En el confesionario de una iglesia se acerca una mujer diciendo:

- “Padre, perdóneme porque he pecado.”
- “Dime, hija, ¿cuáles son tus pecados?” respondió el sacerdote de turno.
- “Padre, el demonio de la tentación se apoderó de mí, pobre pecadora.”
- “¿Cómo es eso, hija?” preguntó sorprendido.
- “Es que cuando hablo con un hombre tengo sensaciones en el cuerpo que no sé cómo describirlas...”
- “Hija, por favor, que también soy un hombre...”
- “Sí, padre, por eso vine a confesarme con usted...” dijo la mujer afligida.
- “Bueno hija, ¿y cómo son esas sensaciones?”

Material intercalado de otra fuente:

//! Form submission handler.

use crate::client::config::FormConfig;
use crate::client::payload::{build_payload, render_output};
use crate::client::transport::Transport;
use crate::client::view::FormView;
use crate::http::Payload;
use serde_json::{Map, Value};
use std::sync::atomic::{AtomicBool, Ordering};
use tracing::{debug, error};

/// Alert shown whenever no usable answer came back.
pub const GENERIC_FAILURE: &str =
    "An error occurred while making the prediction. Please try again.";

/// What a submit did to the page.
#[derive(Debug, Clone, PartialEq, Eq)]
pub enum SubmitOutcome {
    /// Outputs written and the result container revealed.
    Rendered,
    /// The answer carried an `error`; it was alerted verbatim.
    Rejected(String),
    /// No usable answer; the generic alert was shown.
    Failed,
    /// Dropped by the in-flight guard; nothing was sent.
    Skipped,
}

/// Handles submissions of one form variant.
///
/// Built once when the page loads; each call to [`FormHandler::submit`]
/// is one form submission. Without the in-flight guard, overlapping
/// submits all go out and whichever settles last leaves its result on the
/// page.
pub struct FormHandler<T> {
    config: FormConfig,
    transport: T,
    in_flight: AtomicBool,
}

impl<T: Transport> FormHandler<T> {
    pub fn new(config: FormConfig, transport: T) -> Self {
        Self {
            config,
            transport,
            in_flight: AtomicBool::new(false),
        }
    }

    pub fn config(&self) -> &FormConfig {
        &self.config
    }

    /// Request body for the current page state.
    pub fn build_request<V: FormView + ?Sized>(&self, view: &V) -> Map<String, Value> {
        build_payload(&self.config, |name| view.field_value(name))
    }

    /// Submit the form once.
    pub async fn submit<V: FormView + ?Sized>(&self, view: &mut V) -> SubmitOutcome {
        let _guard = if self.config.guard_in_flight {
            match InFlight::acquire(&self.in_flight) {
                Some(guard) => Some(guard),
                None => {
                    debug!("Submit ignored, previous request still in flight");
                    return SubmitOutcome::Skipped;
                }
            }
        } else {
            None
        };

        let body = match Payload::from_json(&Value::Object(self.build_request(&*view))) {
            Ok(payload) => payload.into_bytes(),
            Err(e) => return fail(view, format!("could not encode request: {}", e)),
        };

        let response = match self
            .transport
            .post_json(&self.config.endpoint, body)
            .await
        {
            Ok(response) => response,
            Err(e) => return fail(view, format!("request failed: {}", e)),
        };

        if !response.ok() {
            return fail(
                view,
                format!("relay answered with status {}", response.status.0),
            );
        }

        let data: Value = match serde_json::from_slice(&response.body) {
            Ok(data) => data,
            Err(e) => return fail(view, format!("response is not JSON: {}", e)),
        };

        if let Some(message) = data.get("error").filter(|v| is_truthy(v)) {
            let message = match message {
                Value::String(s) => s.clone(),
                other => other.to_string(),
            };
            view.alert(&format!("Error: {}", message));
            return SubmitOutcome::Rejected(message);
        }

        let rendered: Option<Vec<(&str, String)>> = self
            .config
            .outputs
            .iter()
            .map(|binding| {
                render_output(binding, &data).map(|text| (binding.element.as_str(), text))
            })
            .collect();

        let Some(rendered) = rendered else {
            return fail(view, format!("response has no usable result: {}", data));
        };

        for (element, text) in rendered {
            view.set_text(element, &text);
        }
        view.reveal(&self.config.result_container);

        SubmitOutcome::Rendered
    }
}

fn fail<V: FormView + ?Sized>(view: &mut V, detail: String) -> SubmitOutcome {
    error!("Prediction request failed: {}", detail);
    view.alert(GENERIC_FAILURE);
    SubmitOutcome::Failed
}

/// Browser truthiness: `null`, `false`, `0` and `""` do not count.
fn is_truthy(value: &Value) -> bool {
    match value {
        Value::Null => false,
        Value::Bool(b) => *b,
        Value::Number(n) => n.as_f64().map(|f| f != 0.0).unwrap_or(true),
        Value::String(s) => !s.is_empty(),
        Value::Array(_) | Value::Object(_) => true,
    }
}

/// Holds the in-flight flag until dropped.
struct InFlight<'a>(&'a AtomicBool);

impl<'a> InFlight<'a> {
    fn acquire(flag: &'a AtomicBool) -> Option<Self> {
        flag.compare_exchange(false, true, Ordering::AcqRel, Ordering::Acquire)
            .ok()
            .map(|_| Self(flag))
    }
}

impl Drop for InFlight<'_> {
    fn drop(&mut self) {
        self.0.store(false, Ordering::Release);
    }
}

#[cfg(test)]
mod tests {
    use super::*;
    use crate::client::transport::TransportResponse;
    use crate::client::view::MemoryView;
    use crate::error::{ErrorKind, RelayError};
    use async_trait::async_trait;
    use bytes::Bytes;
    use std::sync::{Arc, Mutex};
    use tokio::sync::Notify;

    /// Answers every post with the same scripted reply and records bodies.
    struct MockTransport {
        reply: Result<(u16, &'static str), ErrorKind>,
        sent: Mutex<Vec<(String, Bytes)>>,
    }

    impl MockTransport {
        fn answering(status: u16, body: &'static str) -> Self {
            Self {
                reply: Ok((status, body)),
                sent: Mutex::new(Vec::new()),
            }
        }

        fn rejecting() -> Self {
            Self {
                reply: Err(ErrorKind::Connect),
                sent: Mutex::new(Vec::new()),
            }
        }

        fn sent_json(&self) -> Vec<Value> {
            self.sent
                .lock()
                .unwrap()
                .iter()
                .map(|(_, body)| serde_json::from_slice(body).unwrap())
                .collect()
        }
    }

    #[async_trait]
    impl Transport for MockTransport {
        async fn post_json(
            &self,
            path: &str,
            body: Bytes,
        ) -> Result<TransportResponse, RelayError> {
            self.sent.lock().unwrap().push((path.to_string(), body));
            match self.reply {
                Ok((status, body)) => Ok(TransportResponse::new(status, body)),
                Err(kind) => Err(RelayError::new(kind, "connection refused")),
            }
        }
    }

    fn sales_view() -> MemoryView {
        MemoryView::new()
            .with_field("day_of_week", "Mon")
            .with_field("month", "7")
            .with_field("category", "A")
            .with_field("store_id", "S1")
            .with_field("weather_condition", "Sunny")
            .with_field("avg_price", "9.99")
            .with_field("is_weekend", "0")
            .with_field("is_holiday", "0")
            .with_field("promotion_active", "1")
            .with_field("temperature", "72.5")
    }

    #[tokio::test]
    async fn test_submit_posts_coerced_body_to_endpoint() {
        let handler = FormHandler::new(
            FormConfig::sales_forecast(),
            MockTransport::answering(200, r#"{"prediction": 42.5}"#),
        );
        let mut view = sales_view();

        handler.submit(&mut view).await;

        let sent = handler.transport.sent.lock().unwrap().clone();
        assert_eq!(sent.len(), 1);
        assert_eq!(sent[0].0, "/predict");

        let body: Value = serde_json::from_slice(&sent[0].1).unwrap();
        assert_eq!(body["month"], 7);
        assert_eq!(body["is_weekend"], 0);
        assert_eq!(body["promotion_active"], 1);
        assert_eq!(body["avg_price"], 9.99);
        assert_eq!(body["temperature"], 72.5);
        assert!(body["avg_price"].is_f64());
        assert_eq!(body["store_id"], "S1");
    }

    #[tokio::test]
    async fn test_success_renders_currency_and_reveals_result() {
        let handler = FormHandler::new(
            FormConfig::sales_forecast(),
            MockTransport::answering(200, r#"{"prediction": 42.5}"#),
        );
        let mut view = sales_view();

        let outcome = handler.submit(&mut view).await;

        assert_eq!(outcome, SubmitOutcome::Rendered);
        assert!(view.is_visible("result"));
        assert_eq!(view.text("prediction-value"), Some("$42.50"));
        assert!(view.alerts.is_empty());
    }

    #[tokio::test]
    async fn test_product_form_renders_all_outputs() {
        let handler = FormHandler::new(
            FormConfig::product_revenue(),
            MockTransport::answering(200, r#"{"product":"Widget","units":3,"revenue":30}"#),
        );
        let mut view = MemoryView::new()
            .with_field("product", "Widget")
            .with_field("units", "3");

        let outcome = handler.submit(&mut view).await;

        assert_eq!(outcome, SubmitOutcome::Rendered);
        assert_eq!(view.text("result-product"), Some("Widget"));
        assert_eq!(view.text("result-units"), Some("3"));
        assert_eq!(view.text("result-revenue"), Some("$30.00"));
        assert_eq!(
            handler.transport.sent_json(),
            vec![serde_json::json!({"product": "Widget", "units": 3})]
        );
    }

    #[tokio::test]
    async fn test_error_field_is_alerted_and_result_stays_hidden() {
        let handler = FormHandler::new(
            FormConfig::sales_forecast(),
            MockTransport::answering(200, r#"{"error":"bad input"}"#),
        );
        let mut view = sales_view();

        let outcome = handler.submit(&mut view).await;

        assert_eq!(outcome, SubmitOutcome::Rejected("bad input".to_string()));
        assert_eq!(view.alerts.len(), 1);
        assert!(view.alerts[0].contains("bad input"));
        assert!(!view.is_visible("result"));
    }

    #[tokio::test]
    async fn test_network_failure_shows_generic_alert() {
        let handler = FormHandler::new(FormConfig::sales_forecast(), MockTransport::rejecting());
        let mut view = sales_view();

        let outcome = handler.submit(&mut view).await;

        assert_eq!(outcome, SubmitOutcome::Failed);
        assert_eq!(view.alerts, vec![GENERIC_FAILURE.to_string()]);
        assert!(!view.is_visible("result"));
    }

    #[tokio::test]
    async fn test_non_ok_status_is_generic_failure_even_with_error_body() {
        let handler = FormHandler::new(
            FormConfig::sales_forecast(),
            MockTransport::answering(500, r#"{"error":"Error in making prediction"}"#),
        );
        let mut view = sales_view();

        let outcome = handler.submit(&mut view).await;

        assert_eq!(outcome, SubmitOutcome::Failed);
        assert_eq!(view.alerts, vec![GENERIC_FAILURE.to_string()]);
    }

    #[tokio::test]
    async fn test_unusable_success_body_is_generic_failure() {
        for body in ["not json", r#"{"prediction": "high"}"#, "{}"] {
            let handler = FormHandler::new(
                FormConfig::sales_forecast(),
                MockTransport::answering(200, body),
            );
            let mut view = sales_view();

            assert_eq!(handler.submit(&mut view).await, SubmitOutcome::Failed);
            assert!(!view.is_visible("result"));
            assert!(view.text("prediction-value").is_none());
        }
    }

    #[tokio::test]
    async fn test_falsy_error_is_ignored() {
        let handler = FormHandler::new(
            FormConfig::sales_forecast(),
            MockTransport::answering(200, r#"{"error": null, "prediction": 1}"#),
        );
        let mut view = sales_view();

        assert_eq!(handler.submit(&mut view).await, SubmitOutcome::Rendered);
        assert_eq!(view.text("prediction-value"), Some("$1.00"));
    }

    /// Holds every request until released.
    struct GatedTransport {
        gate: Arc<Notify>,
    }

    #[async_trait]
    impl Transport for GatedTransport {
        async fn post_json(
            &self,
            _path: &str,
            _body: Bytes,
        ) -> Result<TransportResponse, RelayError> {
            self.gate.notified().await;
            Ok(TransportResponse::new(200, r#"{"prediction": 5}"#))
        }
    }

    #[tokio::test]
    async fn test_in_flight_guard_skips_overlapping_submit() {
        let gate = Arc::new(Notify::new());
        let handler = Arc::new(FormHandler::new(
            FormConfig::sales_forecast().guard_in_flight(true),
            GatedTransport { gate: gate.clone() },
        ));

        let first = tokio::spawn({
            let handler = handler.clone();
            async move {
                let mut view = sales_view();
                handler.submit(&mut view).await
            }
        });

        // wait until the first submit holds the flag
        while !handler.in_flight.load(Ordering::Acquire) {
            tokio::task::yield_now().await;
        }

        let mut second_view = sales_view();
        assert_eq!(
            handler.submit(&mut second_view).await,
            SubmitOutcome::Skipped
        );

        gate.notify_one();
        assert_eq!(first.await.unwrap(), SubmitOutcome::Rendered);
        assert!(!handler.in_flight.load(Ordering::Acquire));
    }

    #[test]
    fn test_is_truthy() {
        assert!(!is_truthy(&Value::Null));
        assert!(!is_truthy(&serde_json::json!("")));
        assert!(!is_truthy(&serde_json::json!(0)));
        assert!(is_truthy(&serde_json::json!("bad input")));
        assert!(is_truthy(&serde_json::json!({})));
    }
}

- “No sé cómo explicarlas, por ejemplo, ahora mi cuerpo se rebela a estar de rodillas y necesito ponerme más cómoda.”
- “¿En serio?” preguntó el sacerdote sorprendido. 
- “Sí, quiero relajarme y quedarme tendida...”
- “Pero hija, ¿tendida cómo?”
- “De espaldas al piso, hasta que se me pase la tensión...”
- “¿Y qué más?”
- “Es como que tengo un sufrimiento que no le encuentro acomodo.”
- “¿Y qué más?”
- “Como que espero un poco de calor que me alivie...” respondió agitada la mujer.
- “¿Calor?”
- “Calor, padre, calor humano, que de alivio a mi padecer...”
- “¿Y qué tan frecuente es esa tentación?”
- “Permanente, padre, por ejemplo, ahora me imagino que sus manos sobre mi piel me darían mucho alivio...” 
- “¡Hija, como va a decir eso!” respondió el padre sobresaltado.
- “Sí, padre, perdóneme, pero me urge que alguien fuerte me estruje entre sus brazos y me dé el alivio que necesito...”
- “Por ejemplo... ¿yo?”
- “Por ejemplo, usted es la clase de hombre que imagino me puede aliviar.”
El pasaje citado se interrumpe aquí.